- EXERCISE AIM: Count every line in the data below that includes "lumen", and give only the result.

- RECORD SET:
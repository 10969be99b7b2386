//! Tunable policy thresholds.
//!
//! Every empirically-tuned constant of the policy lives here so that
//! variants differing only in caps or horizons are configuration, not
//! copied logic. The empty-tile weight multipliers in particular are tuned
//! values with no derivation; treat them as knobs, not truths.

use serde::{Deserialize, Serialize};

use crate::board::ResourceKind;

/// A scheduled long-range scouting mission for the designated lead pawn.
#[derive(Debug, Clone, Copy, PartialEq, Serialize, Deserialize)]
pub struct ScoutMission {
    /// Turn on which the mission triggers.
    pub at_turn: u32,
    /// Resource kind to head for. Coal and uranium missions only trigger
    /// once the kind is researched.
    pub kind: ResourceKind,
    /// The target must lie further than board width / `radius_divisor`.
    pub radius_divisor: i32,
    /// Only retarget if a mission for this kind is still pending.
    pub refresh_only: bool,
}

/// All tunable thresholds of the turn policy.
#[derive(Debug, Clone, PartialEq, Serialize, Deserialize)]
#[serde(default)]
pub struct PolicyConfig {
    /// Stop founding cities at this many own city tiles.
    pub hard_city_limit: usize,
    /// Stop producing workers at this many workers, until uranium research
    /// waives the cap.
    pub hard_unit_limit: usize,
    /// Empty-tile weight multiplier when no own city tile is adjacent.
    pub far_city_multiplier: f64,
    /// Empty-tile weight multiplier when no resource tile is adjacent.
    pub far_resource_multiplier: f64,
    /// Divisor of the fuel term in the delivery-target score: a city tile
    /// scores distance + fuel / (bias × upkeep), mildly preferring poorer
    /// cities among near-equal distances.
    pub delivery_fuel_bias: f64,
    /// A delivery city closer than this is checked for urgent need.
    pub needy_city_radius: u32,
    /// Moves of upkeep the nearest city must cover before gathering beats
    /// delivering.
    pub needy_city_horizon: u32,
    /// Catchment radius is board width / this divisor.
    pub catchment_divisor: i32,
    /// Moves of upkeep used in the distance-weighted local fuel check.
    pub local_upkeep_horizon: u32,
    /// Catchment resource supply must cover this multiple of the projected
    /// night upkeep before expansion is allowed.
    pub supply_cover_factor: f64,
    /// Minimum own-pawn count before scouting missions trigger.
    pub scout_min_pawns: usize,
    /// Scheduled scouting missions, in trigger order.
    pub scout_missions: Vec<ScoutMission>,
}

impl Default for PolicyConfig {
    fn default() -> Self {
        Self {
            hard_city_limit: 40,
            hard_unit_limit: 10,
            far_city_multiplier: 2.0,
            far_resource_multiplier: 1.2,
            delivery_fuel_bias: 100.0,
            needy_city_radius: 5,
            needy_city_horizon: 10,
            catchment_divisor: 4,
            local_upkeep_horizon: 5,
            supply_cover_factor: 2.0,
            scout_min_pawns: 2,
            scout_missions: vec![
                ScoutMission {
                    at_turn: 39,
                    kind: ResourceKind::Wood,
                    radius_divisor: 3,
                    refresh_only: false,
                },
                ScoutMission {
                    at_turn: 119,
                    kind: ResourceKind::Wood,
                    radius_divisor: 2,
                    refresh_only: true,
                },
                ScoutMission {
                    at_turn: 159,
                    kind: ResourceKind::Coal,
                    radius_divisor: 2,
                    refresh_only: false,
                },
            ],
        }
    }
}
//! Move broker: the per-turn collision-avoidance protocol.
//!
//! Every pawn, own and enemy, holds one reservation: the cell it will
//! occupy after this turn. Reservations are seeded with current positions
//! (a standing pawn blocks its cell), and a pawn's reservation is rewritten
//! at most once, when the broker commits its move. Pawns processed earlier
//! in the turn claim contested cells first; later pawns are deflected into
//! the exclusion retry or end the turn without moving. The whole table is
//! scoped to one turn.

use crate::board::{Board, Direction, Pawn, Position};

/// The per-turn reservation table.
#[derive(Debug, Clone, PartialEq, Eq)]
pub struct MoveBroker {
    reservations: Vec<Position>,
}

impl MoveBroker {
    /// Build the table for this turn, seeding every pawn's reservation with
    /// its current position.
    #[must_use]
    pub fn new(board: &Board) -> Self {
        Self {
            reservations: board.pawns().iter().map(|pawn| pawn.pos).collect(),
        }
    }

    /// The cell `slot`'s pawn is currently bound for.
    #[must_use]
    pub fn reservation(&self, slot: usize) -> Position {
        self.reservations[slot]
    }

    /// Check whether `pawn` may step in `direction` without committing.
    ///
    /// `Center` is always legal. A cardinal step is legal when the
    /// destination is on the map, is not an enemy city tile, and is either
    /// unreserved or an own-team city tile (friendly structures permit
    /// stacking; open ground does not).
    #[must_use]
    pub fn can_move(&self, board: &Board, pawn: &Pawn, direction: Direction) -> bool {
        if direction == Direction::Center {
            return true;
        }
        let Some(dest) = board.translate_in_bounds(pawn.pos, direction) else {
            return false;
        };
        let Some(tile) = board.tile_at(dest) else {
            return false;
        };
        if tile.has_city() && !tile.has_own_city(pawn.team) {
            return false;
        }
        let reserved = self.reservations.iter().any(|&r| r == dest);
        !reserved || tile.has_own_city(pawn.team)
    }

    /// Validate a step and, if legal, commit it as `pawn`'s reservation.
    ///
    /// Returns `false` and leaves the table untouched when the step is
    /// illegal.
    pub fn try_move(&mut self, board: &Board, pawn: &Pawn, direction: Direction) -> bool {
        if !self.can_move(board, pawn, direction) {
            return false;
        }
        self.reservations[pawn.slot] = pawn.pos.translate(direction);
        true
    }
}
//! Eval command implementation.

use std::path::{Path, PathBuf};
use std::time::Instant;

use indicatif::{ProgressBar, ProgressStyle};
use lumen::Session;
use rayon::prelude::*;
use tracing::warn;

use super::output::{EvalStats, JsonEvalResult, format_eval_csv, format_eval_text};
use super::{CliError, EvalFormat, load_config, load_snapshot};

/// Execute the eval command: sweep a directory of snapshot files and
/// aggregate per-kind action statistics.
///
/// Snapshots are independent, so each gets a fresh session and the sweep
/// parallelizes across files.
///
/// # Errors
///
/// Returns an error if the directory cannot be read or contains no
/// snapshot files.
pub(crate) fn execute(
    dir: PathBuf,
    config: Option<PathBuf>,
    threads: Option<usize>,
    format: EvalFormat,
    progress: bool,
) -> Result<(), CliError> {
    let config = load_config(config.as_ref())?;

    let mut files: Vec<PathBuf> = std::fs::read_dir(&dir)
        .map_err(|e| CliError::new(format!("Failed to read {}: {e}", dir.display())))?
        .filter_map(Result::ok)
        .map(|entry| entry.path())
        .filter(|path| path.extension().is_some_and(|ext| ext == "json"))
        .collect();
    files.sort();

    if files.is_empty() {
        return Err(CliError::new(format!(
            "No snapshot files (*.json) in {}",
            dir.display()
        )));
    }

    if let Some(num_threads) = threads {
        rayon::ThreadPoolBuilder::new()
            .num_threads(num_threads)
            .build_global()
            .ok(); // Ignore error if already initialized
    }

    let pb = if progress {
        let pb = ProgressBar::new(files.len() as u64);
        pb.set_style(
            ProgressStyle::default_bar()
                .template(
                    "{spinner:.green} [{elapsed_precise}] [{bar:40.cyan/blue}] {pos}/{len} snapshots",
                )
                .map_err(|e| CliError::new(format!("Invalid progress template: {e}")))?
                .progress_chars("=>-"),
        );
        Some(pb)
    } else {
        None
    };

    let start = Instant::now();

    // Each worker folds into its own stats block; blocks merge at the end.
    let stats = files
        .par_iter()
        .fold(EvalStats::default, |mut local, path| {
            match evaluate(path, &config) {
                Ok(output) => local.add_output(&output),
                Err(e) => {
                    warn!(file = %path.display(), error = %e, "snapshot evaluation failed");
                    local.add_failure();
                }
            }
            if let Some(pb) = &pb {
                pb.inc(1);
            }
            local
        })
        .reduce(EvalStats::default, |mut a, b| {
            a.merge(&b);
            a
        });

    if let Some(pb) = pb {
        pb.finish_and_clear();
    }
    let duration = start.elapsed();

    match format {
        EvalFormat::Text => {
            print!("{}", format_eval_text(&stats));
            println!("Duration: {:.2}s", duration.as_secs_f64());
        }
        EvalFormat::Json => {
            let json = serde_json::to_string_pretty(&JsonEvalResult::from_stats(&stats))
                .map_err(|e| CliError::new(format!("JSON serialization failed: {e}")))?;
            println!("{json}");
        }
        EvalFormat::Csv => {
            print!("{}", format_eval_csv(&stats));
        }
    }

    Ok(())
}

fn evaluate(path: &Path, config: &lumen::PolicyConfig) -> Result<lumen::TurnOutput, CliError> {
    let snapshot = load_snapshot(path)?;
    let mut session = Session::new(config.clone());
    Ok(session.play_turn(&snapshot)?)
}
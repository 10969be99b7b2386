//! Error types for snapshot ingestion.

use thiserror::Error;

/// A structurally invalid host snapshot.
///
/// These are the only genuine faults in the policy: every "no candidate
/// found" situation downstream is a normal absent-value outcome, but a
/// snapshot that contradicts itself would make the whole turn meaningless,
/// so board construction refuses it up front.
#[derive(Debug, Clone, Copy, PartialEq, Eq, Error)]
pub enum SnapshotError {
    /// Map dimensions are zero or beyond the supported coordinate range.
    #[error("unusable map dimensions {width}x{height}")]
    BadDimensions {
        /// Declared width.
        width: u32,
        /// Declared height.
        height: u32,
    },

    /// A team index outside the two-player range.
    #[error("unknown team {team}")]
    UnknownTeam {
        /// The offending team index.
        team: u8,
    },

    /// No player entry was supplied for a team.
    #[error("missing player entry for team {team}")]
    MissingPlayer {
        /// The team without an entry.
        team: u8,
    },

    /// An entity references a cell outside the map.
    #[error("{entity} at ({x}, {y}) is outside the {width}x{height} map")]
    OutOfBounds {
        /// What kind of entity was misplaced.
        entity: &'static str,
        /// X coordinate.
        x: i32,
        /// Y coordinate.
        y: i32,
        /// Map width.
        width: u32,
        /// Map height.
        height: u32,
    },

    /// Two cell-occupying entries claim the same tile.
    #[error("cell ({x}, {y}) is claimed twice")]
    CellConflict {
        /// X coordinate.
        x: i32,
        /// Y coordinate.
        y: i32,
    },

    /// Two units share one identifier.
    #[error("duplicate unit id {id}")]
    DuplicateUnit {
        /// The repeated unit id.
        id: u32,
    },
}
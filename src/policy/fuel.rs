//! Fuel forecasting: night demand versus banked and in-ground supply.
//!
//! These are the gates that decide whether a cargo-full worker founds a
//! city, keeps harvesting, or turns home. The catchment scans are a
//! locality stand-in for true per-city resource assignment: they compare
//! what is banked and still in the ground near the pawn against the
//! projected upkeep of the cities in the same square.

use crate::board::{Board, City, Pawn, Position};
use crate::policy::clock::night_moves_left;
use crate::policy::config::PolicyConfig;

/// Check whether `city` already banks enough fuel for every remaining
/// night move of the match.
///
/// Such a city is skipped as a delivery target and no longer argues for
/// expansion caution. Never true at zero fuel while upkeep remains.
#[must_use]
pub fn too_much_fuel(city: &City, turn: u32) -> bool {
    u64::from(city.fuel) > u64::from(city.light_upkeep) * u64::from(night_moves_left(turn))
}

/// Short-horizon delivery check: `false` when the nearest city still worth
/// delivering to is close by and cannot cover the configured horizon of
/// upkeep from its current stockpile.
///
/// Used to let partially loaded workers break off harvesting and deliver.
#[must_use]
pub fn cities_have_enough_fuel(
    board: &Board,
    pawn: &Pawn,
    turn: u32,
    config: &PolicyConfig,
) -> bool {
    if let Some((city, dist)) = nearest_needy_city(board, pawn, turn, config) {
        if dist < config.needy_city_radius
            && u64::from(city.light_upkeep) * u64::from(config.needy_city_horizon)
                > u64::from(city.fuel)
        {
            return false;
        }
    }
    true
}

/// The nearest own city still worth delivering to, with its tile distance.
///
/// Same selection score as the delivery query (distance plus the small
/// fuel term), but as a side-effect-free probe: no broker, no exclusions.
#[must_use]
pub fn nearest_needy_city<'a>(
    board: &'a Board,
    pawn: &Pawn,
    turn: u32,
    config: &PolicyConfig,
) -> Option<(&'a City, u32)> {
    let mut best: Option<(f64, &City, u32)> = None;
    for tile in board.own_city_tiles() {
        let Some(city) = tile.city.and_then(|key| board.own_city(key.id)) else {
            continue;
        };
        if too_much_fuel(city, turn) {
            continue;
        }
        let dist = pawn.pos.distance_to(tile.pos);
        let upkeep = f64::from(city.light_upkeep.max(1));
        let value =
            f64::from(dist) + f64::from(city.fuel) / (config.delivery_fuel_bias * upkeep);
        if best.is_none_or(|(v, _, _)| value < v) {
            best = Some((value, city, dist));
        }
    }
    best.map(|(_, city, dist)| (city, dist))
}

/// Banked fuel versus distance-weighted short-horizon upkeep around a pawn.
#[derive(Debug, Clone, Copy, PartialEq)]
pub struct LocalFuel {
    /// Fuel banked by own cities in the catchment.
    pub banked: u64,
    /// Upkeep over the local horizon, discounted by distance from the pawn.
    pub short_term_need: f64,
}

impl LocalFuel {
    /// Check whether the banked fuel covers the short-term need.
    #[must_use]
    pub fn covered(&self) -> bool {
        #[allow(clippy::cast_precision_loss)]
        let banked = self.banked as f64;
        banked >= self.short_term_need
    }
}

/// Scan the catchment square around `pawn` for own-city fuel levels.
///
/// Multi-tile cities contribute once per member tile in range; the
/// distance discount is per tile, not per city.
#[must_use]
pub fn fuel_levels(board: &Board, pawn: &Pawn, config: &PolicyConfig) -> LocalFuel {
    let mut banked = 0u64;
    let mut short_term_need = 0.0f64;
    for_each_catchment_tile(board, pawn, config, |(pos, dist)| {
        let Some(tile) = board.tile_at(pos) else {
            return;
        };
        let Some(city) = tile
            .city
            .filter(|key| key.team == board.me())
            .and_then(|key| board.own_city(key.id))
        else {
            return;
        };
        banked += u64::from(city.fuel);
        short_term_need += f64::from(city.light_upkeep) * f64::from(config.local_upkeep_horizon)
            / f64::from(1 + dist);
    });
    LocalFuel {
        banked,
        short_term_need,
    }
}

/// Resource supply versus projected night upkeep in the catchment.
#[derive(Debug, Clone, Copy, PartialEq, Eq)]
pub struct CatchmentSupply {
    /// Resource amount in the ground this team may already harvest.
    pub accessible: u64,
    /// Resource amount in the ground regardless of research.
    pub total: u64,
    /// Night upkeep of the catchment's own cities to match end.
    pub projected_need: u64,
}

impl CatchmentSupply {
    /// Check whether supply covers `factor` times the projected need.
    #[must_use]
    pub fn covers(&self, factor: f64) -> bool {
        #[allow(clippy::cast_precision_loss)]
        let supply = (self.accessible + self.total) as f64;
        #[allow(clippy::cast_precision_loss)]
        let need = self.projected_need as f64;
        supply >= factor * need
    }
}

/// Scan the catchment square around `pawn` for in-ground supply and the
/// projected upkeep of the own cities inside it.
#[must_use]
pub fn catchment_supply(
    board: &Board,
    pawn: &Pawn,
    turn: u32,
    config: &PolicyConfig,
) -> CatchmentSupply {
    let research = board.research(board.me());
    let nights = u64::from(night_moves_left(turn));
    let mut supply = CatchmentSupply {
        accessible: 0,
        total: 0,
        projected_need: 0,
    };
    for_each_catchment_tile(board, pawn, config, |(pos, _)| {
        let Some(tile) = board.tile_at(pos) else {
            return;
        };
        if let Some(resource) = tile.resource {
            supply.total += u64::from(resource.amount);
            if research.grants_access(resource.kind) {
                supply.accessible += u64::from(resource.amount);
            }
        }
        if let Some(city) = tile
            .city
            .filter(|key| key.team == board.me())
            .and_then(|key| board.own_city(key.id))
        {
            supply.projected_need += u64::from(city.light_upkeep) * nights;
        }
    });
    supply
}

/// Visit every in-square catchment cell with its distance from the pawn.
/// The radius is board width / the configured divisor.
fn for_each_catchment_tile<F>(board: &Board, pawn: &Pawn, config: &PolicyConfig, mut visit: F)
where
    F: FnMut((Position, u32)),
{
    let radius = board.width() / config.catchment_divisor.max(1);
    for y in (pawn.pos.y - radius)..=(pawn.pos.y + radius) {
        for x in (pawn.pos.x - radius)..=(pawn.pos.x + radius) {
            let pos = Position::new(x, y);
            if board.in_bounds(pos) {
                visit((pos, pawn.pos.distance_to(pos)));
            }
        }
    }
}
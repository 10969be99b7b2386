//! Check command implementation.

use std::path::PathBuf;

use lumen::{Board, ResourceKind};

use super::{CliError, load_snapshot};

/// Execute the check command: validate a snapshot file and print a
/// structural summary.
///
/// # Errors
///
/// Returns an error if the file cannot be read or parsed, or if the
/// snapshot fails structural validation.
pub(crate) fn execute(snapshot: PathBuf) -> Result<(), CliError> {
    let snap = load_snapshot(&snapshot)?;
    let board = Board::from_snapshot(&snap)
        .map_err(|e| CliError::new(format!("Invalid snapshot: {e}")))?;

    println!("Snapshot OK: {}", snapshot.display());
    println!("  Step: {} (team {})", snap.step, board.me());
    println!("  Map: {}x{}", board.width(), board.height());
    println!(
        "  Resource tiles: {} ({} wood, {} coal, {} uranium)",
        board.resource_tiles().count(),
        count_kind(&board, ResourceKind::Wood),
        count_kind(&board, ResourceKind::Coal),
        count_kind(&board, ResourceKind::Uranium),
    );
    println!(
        "  City tiles: {} ({} own)",
        board.city_tiles().count(),
        board.own_city_tile_count()
    );
    println!(
        "  Pawns: {} own, {} enemy",
        board.own_pawns().count(),
        board.enemy_pawns().count()
    );
    let research = board.research(board.me());
    println!(
        "  Research: coal {}, uranium {}",
        research.coal, research.uranium
    );

    Ok(())
}

fn count_kind(board: &Board, kind: ResourceKind) -> usize {
    board
        .resource_tiles()
        .filter(|tile| tile.resource.is_some_and(|r| r.kind == kind))
        .count()
}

- EXERCISE ANSWER: 3